The problem:
In your reply, reproduce the lines from the first one below to the line containing "to prestige (inclusive).", inclusive, exactly as they stand.

Stored data entries:
____

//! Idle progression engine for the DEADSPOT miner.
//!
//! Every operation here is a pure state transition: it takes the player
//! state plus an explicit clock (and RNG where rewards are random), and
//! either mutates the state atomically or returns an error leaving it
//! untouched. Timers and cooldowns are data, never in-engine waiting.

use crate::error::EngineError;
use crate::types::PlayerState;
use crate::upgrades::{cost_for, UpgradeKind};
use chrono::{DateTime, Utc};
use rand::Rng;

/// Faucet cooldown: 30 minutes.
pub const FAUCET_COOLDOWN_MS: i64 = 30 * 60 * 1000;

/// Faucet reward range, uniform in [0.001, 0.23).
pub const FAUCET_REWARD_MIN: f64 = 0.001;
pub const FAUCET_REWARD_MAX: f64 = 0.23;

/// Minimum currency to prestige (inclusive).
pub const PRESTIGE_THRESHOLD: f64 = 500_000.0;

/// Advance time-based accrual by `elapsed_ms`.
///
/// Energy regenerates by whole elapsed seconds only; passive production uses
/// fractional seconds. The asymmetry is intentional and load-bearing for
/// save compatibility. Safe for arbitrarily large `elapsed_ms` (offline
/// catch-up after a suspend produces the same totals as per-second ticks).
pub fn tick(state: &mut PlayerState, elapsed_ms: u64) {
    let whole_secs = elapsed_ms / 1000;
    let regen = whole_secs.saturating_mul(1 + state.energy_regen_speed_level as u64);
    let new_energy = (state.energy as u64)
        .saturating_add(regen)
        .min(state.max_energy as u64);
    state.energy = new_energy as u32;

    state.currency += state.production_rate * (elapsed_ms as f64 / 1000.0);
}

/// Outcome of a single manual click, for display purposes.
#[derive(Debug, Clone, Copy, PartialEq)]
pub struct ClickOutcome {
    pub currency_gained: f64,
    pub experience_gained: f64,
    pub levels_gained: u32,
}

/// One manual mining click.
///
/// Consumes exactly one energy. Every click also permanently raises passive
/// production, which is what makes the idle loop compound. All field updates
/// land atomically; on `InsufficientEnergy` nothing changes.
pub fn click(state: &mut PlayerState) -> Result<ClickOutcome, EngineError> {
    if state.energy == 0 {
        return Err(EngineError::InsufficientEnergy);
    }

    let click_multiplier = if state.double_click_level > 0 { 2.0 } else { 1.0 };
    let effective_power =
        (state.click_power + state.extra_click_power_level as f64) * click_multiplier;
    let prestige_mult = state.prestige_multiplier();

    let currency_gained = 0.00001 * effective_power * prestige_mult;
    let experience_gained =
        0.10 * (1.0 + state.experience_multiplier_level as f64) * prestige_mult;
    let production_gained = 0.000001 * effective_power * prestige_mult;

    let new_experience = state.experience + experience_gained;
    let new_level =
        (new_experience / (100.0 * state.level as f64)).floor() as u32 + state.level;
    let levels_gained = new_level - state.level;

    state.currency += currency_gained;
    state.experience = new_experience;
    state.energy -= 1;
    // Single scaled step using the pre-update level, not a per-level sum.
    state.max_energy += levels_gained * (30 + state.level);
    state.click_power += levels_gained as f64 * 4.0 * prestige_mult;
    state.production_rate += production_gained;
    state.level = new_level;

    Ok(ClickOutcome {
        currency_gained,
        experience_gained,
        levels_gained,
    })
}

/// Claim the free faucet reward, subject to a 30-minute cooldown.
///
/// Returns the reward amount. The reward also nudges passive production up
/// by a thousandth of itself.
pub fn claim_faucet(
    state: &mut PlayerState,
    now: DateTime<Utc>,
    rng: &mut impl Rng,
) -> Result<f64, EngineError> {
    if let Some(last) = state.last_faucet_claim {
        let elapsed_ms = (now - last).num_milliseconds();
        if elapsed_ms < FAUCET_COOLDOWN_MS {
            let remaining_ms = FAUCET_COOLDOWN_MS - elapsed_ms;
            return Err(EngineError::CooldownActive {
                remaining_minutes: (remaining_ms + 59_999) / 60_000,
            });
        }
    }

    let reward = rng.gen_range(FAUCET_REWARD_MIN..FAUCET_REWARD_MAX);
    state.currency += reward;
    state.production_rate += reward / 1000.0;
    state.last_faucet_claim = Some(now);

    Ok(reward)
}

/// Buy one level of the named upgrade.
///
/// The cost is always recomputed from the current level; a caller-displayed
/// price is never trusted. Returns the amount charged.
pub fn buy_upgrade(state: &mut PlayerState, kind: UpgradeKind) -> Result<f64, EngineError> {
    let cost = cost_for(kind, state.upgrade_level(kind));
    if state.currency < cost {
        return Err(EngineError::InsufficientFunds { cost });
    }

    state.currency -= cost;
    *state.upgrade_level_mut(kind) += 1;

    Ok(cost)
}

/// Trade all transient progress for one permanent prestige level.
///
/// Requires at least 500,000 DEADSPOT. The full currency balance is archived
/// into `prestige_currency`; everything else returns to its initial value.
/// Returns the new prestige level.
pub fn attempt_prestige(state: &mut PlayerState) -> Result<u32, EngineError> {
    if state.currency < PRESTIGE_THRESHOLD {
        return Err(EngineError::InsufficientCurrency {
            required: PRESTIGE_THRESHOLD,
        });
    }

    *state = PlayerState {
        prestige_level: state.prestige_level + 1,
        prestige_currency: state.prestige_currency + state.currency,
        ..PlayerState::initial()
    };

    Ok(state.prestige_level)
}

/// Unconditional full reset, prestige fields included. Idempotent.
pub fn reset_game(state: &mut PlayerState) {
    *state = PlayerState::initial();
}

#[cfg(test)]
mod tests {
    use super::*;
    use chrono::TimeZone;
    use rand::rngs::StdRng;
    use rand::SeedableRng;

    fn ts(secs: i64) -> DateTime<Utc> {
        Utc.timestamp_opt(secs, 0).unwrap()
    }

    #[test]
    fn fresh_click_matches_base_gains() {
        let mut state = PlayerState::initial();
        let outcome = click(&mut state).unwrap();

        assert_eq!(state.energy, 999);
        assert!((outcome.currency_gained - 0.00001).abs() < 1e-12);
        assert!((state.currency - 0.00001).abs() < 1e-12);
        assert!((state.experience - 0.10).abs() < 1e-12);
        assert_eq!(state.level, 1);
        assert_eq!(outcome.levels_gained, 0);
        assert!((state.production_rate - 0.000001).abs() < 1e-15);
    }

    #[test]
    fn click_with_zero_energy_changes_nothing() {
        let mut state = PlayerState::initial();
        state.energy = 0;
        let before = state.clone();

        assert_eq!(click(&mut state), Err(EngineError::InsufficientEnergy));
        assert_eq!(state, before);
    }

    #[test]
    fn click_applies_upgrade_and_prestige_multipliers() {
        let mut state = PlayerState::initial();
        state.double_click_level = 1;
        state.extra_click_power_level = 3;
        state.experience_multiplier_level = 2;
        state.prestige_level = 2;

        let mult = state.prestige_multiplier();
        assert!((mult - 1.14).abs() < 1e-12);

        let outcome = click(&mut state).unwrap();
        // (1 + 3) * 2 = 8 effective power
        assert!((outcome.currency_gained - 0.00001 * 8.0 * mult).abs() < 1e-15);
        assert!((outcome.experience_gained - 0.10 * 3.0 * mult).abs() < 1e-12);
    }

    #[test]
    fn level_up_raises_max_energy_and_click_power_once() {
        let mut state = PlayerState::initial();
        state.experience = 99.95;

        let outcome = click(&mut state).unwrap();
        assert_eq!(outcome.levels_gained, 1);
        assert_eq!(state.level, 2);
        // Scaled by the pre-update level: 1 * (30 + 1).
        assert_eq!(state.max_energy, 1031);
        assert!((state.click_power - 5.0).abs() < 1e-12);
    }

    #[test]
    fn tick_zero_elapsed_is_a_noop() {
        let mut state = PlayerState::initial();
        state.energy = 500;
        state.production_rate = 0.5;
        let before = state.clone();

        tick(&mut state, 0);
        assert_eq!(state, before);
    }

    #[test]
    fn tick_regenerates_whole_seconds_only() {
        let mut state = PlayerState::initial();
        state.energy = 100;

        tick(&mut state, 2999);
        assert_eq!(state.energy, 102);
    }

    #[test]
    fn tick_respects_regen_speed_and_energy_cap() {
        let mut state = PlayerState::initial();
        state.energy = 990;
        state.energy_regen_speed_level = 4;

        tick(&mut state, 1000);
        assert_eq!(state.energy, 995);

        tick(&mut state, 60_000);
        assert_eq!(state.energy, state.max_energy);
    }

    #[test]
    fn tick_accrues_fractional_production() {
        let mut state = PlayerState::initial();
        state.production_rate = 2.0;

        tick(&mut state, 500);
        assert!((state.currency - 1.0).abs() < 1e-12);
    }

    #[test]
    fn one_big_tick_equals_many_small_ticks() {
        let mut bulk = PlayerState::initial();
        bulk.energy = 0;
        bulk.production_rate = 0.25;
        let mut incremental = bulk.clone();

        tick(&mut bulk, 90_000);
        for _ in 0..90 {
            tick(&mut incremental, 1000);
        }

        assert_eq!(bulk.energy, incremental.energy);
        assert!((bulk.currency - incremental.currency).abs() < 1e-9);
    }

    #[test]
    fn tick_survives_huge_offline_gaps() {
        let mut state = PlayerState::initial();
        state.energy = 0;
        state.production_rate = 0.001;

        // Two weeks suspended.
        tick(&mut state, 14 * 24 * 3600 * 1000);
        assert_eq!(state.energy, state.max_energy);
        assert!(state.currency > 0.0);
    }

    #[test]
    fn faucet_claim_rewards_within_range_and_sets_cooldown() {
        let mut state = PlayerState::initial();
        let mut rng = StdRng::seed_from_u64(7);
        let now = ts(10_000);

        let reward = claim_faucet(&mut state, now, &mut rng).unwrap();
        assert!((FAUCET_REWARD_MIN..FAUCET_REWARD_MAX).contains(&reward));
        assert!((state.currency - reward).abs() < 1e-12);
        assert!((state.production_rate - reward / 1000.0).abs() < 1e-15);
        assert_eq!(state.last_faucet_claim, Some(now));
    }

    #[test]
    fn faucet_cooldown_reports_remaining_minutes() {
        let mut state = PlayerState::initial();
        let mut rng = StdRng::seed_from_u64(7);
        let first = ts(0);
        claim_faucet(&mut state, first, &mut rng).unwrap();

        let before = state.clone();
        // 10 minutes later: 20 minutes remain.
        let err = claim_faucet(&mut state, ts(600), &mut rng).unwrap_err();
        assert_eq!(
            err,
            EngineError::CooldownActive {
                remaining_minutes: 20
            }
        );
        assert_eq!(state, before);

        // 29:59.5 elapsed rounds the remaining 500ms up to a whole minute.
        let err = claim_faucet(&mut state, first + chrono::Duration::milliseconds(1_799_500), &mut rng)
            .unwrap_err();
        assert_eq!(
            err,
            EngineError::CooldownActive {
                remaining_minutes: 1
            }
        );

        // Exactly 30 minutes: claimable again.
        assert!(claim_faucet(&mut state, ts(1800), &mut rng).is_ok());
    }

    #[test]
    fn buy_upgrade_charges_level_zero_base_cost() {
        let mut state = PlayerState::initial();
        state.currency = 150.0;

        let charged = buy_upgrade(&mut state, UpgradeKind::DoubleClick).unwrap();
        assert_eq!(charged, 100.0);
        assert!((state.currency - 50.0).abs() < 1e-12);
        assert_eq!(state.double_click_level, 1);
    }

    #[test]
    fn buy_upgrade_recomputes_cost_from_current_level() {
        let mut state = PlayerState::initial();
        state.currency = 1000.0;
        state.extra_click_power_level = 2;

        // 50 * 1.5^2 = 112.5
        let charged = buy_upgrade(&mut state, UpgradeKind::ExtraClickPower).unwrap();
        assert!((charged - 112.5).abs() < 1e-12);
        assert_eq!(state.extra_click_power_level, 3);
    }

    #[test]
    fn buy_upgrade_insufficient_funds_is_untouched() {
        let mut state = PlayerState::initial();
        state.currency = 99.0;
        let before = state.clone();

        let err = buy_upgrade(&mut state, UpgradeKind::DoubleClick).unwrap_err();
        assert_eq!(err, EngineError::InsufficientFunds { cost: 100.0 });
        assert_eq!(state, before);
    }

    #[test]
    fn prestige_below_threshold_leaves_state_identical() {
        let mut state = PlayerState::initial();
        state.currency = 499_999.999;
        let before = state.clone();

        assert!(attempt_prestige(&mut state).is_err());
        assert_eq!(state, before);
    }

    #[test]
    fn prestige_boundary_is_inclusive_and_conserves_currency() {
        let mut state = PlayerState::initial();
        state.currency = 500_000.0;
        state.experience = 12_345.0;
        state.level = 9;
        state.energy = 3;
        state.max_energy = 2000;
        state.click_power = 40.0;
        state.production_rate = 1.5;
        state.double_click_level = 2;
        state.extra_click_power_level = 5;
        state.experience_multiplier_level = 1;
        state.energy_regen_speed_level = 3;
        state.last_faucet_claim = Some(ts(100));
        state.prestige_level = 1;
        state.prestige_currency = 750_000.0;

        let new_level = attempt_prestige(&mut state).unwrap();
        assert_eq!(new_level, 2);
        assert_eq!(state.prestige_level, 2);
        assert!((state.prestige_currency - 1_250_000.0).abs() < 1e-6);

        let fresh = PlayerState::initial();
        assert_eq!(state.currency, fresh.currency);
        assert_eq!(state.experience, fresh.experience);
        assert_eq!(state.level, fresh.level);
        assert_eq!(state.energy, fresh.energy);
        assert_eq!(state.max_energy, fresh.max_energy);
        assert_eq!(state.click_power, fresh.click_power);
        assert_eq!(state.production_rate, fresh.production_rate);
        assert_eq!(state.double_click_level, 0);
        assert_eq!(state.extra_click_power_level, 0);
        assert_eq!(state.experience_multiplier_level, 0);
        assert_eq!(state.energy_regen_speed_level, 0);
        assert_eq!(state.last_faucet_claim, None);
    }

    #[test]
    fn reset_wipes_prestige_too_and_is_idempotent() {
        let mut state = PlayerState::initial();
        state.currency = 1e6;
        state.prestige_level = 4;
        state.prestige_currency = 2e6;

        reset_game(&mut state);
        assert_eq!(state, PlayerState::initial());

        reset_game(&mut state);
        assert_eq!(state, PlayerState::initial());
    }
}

____

Problem solution:
//! Idle progression engine for the DEADSPOT miner.
//!
//! Every operation here is a pure state transition: it takes the player
//! state plus an explicit clock (and RNG where rewards are random), and
//! either mutates the state atomically or returns an error leaving it
//! untouched. Timers and cooldowns are data, never in-engine waiting.

use crate::error::EngineError;
use crate::types::PlayerState;
use crate::upgrades::{cost_for, UpgradeKind};
use chrono::{DateTime, Utc};
use rand::Rng;

/// Faucet cooldown: 30 minutes.
pub const FAUCET_COOLDOWN_MS: i64 = 30 * 60 * 1000;

/// Faucet reward range, uniform in [0.001, 0.23).
pub const FAUCET_REWARD_MIN: f64 = 0.001;
pub const FAUCET_REWARD_MAX: f64 = 0.23;

/// Minimum currency to prestige (inclusive).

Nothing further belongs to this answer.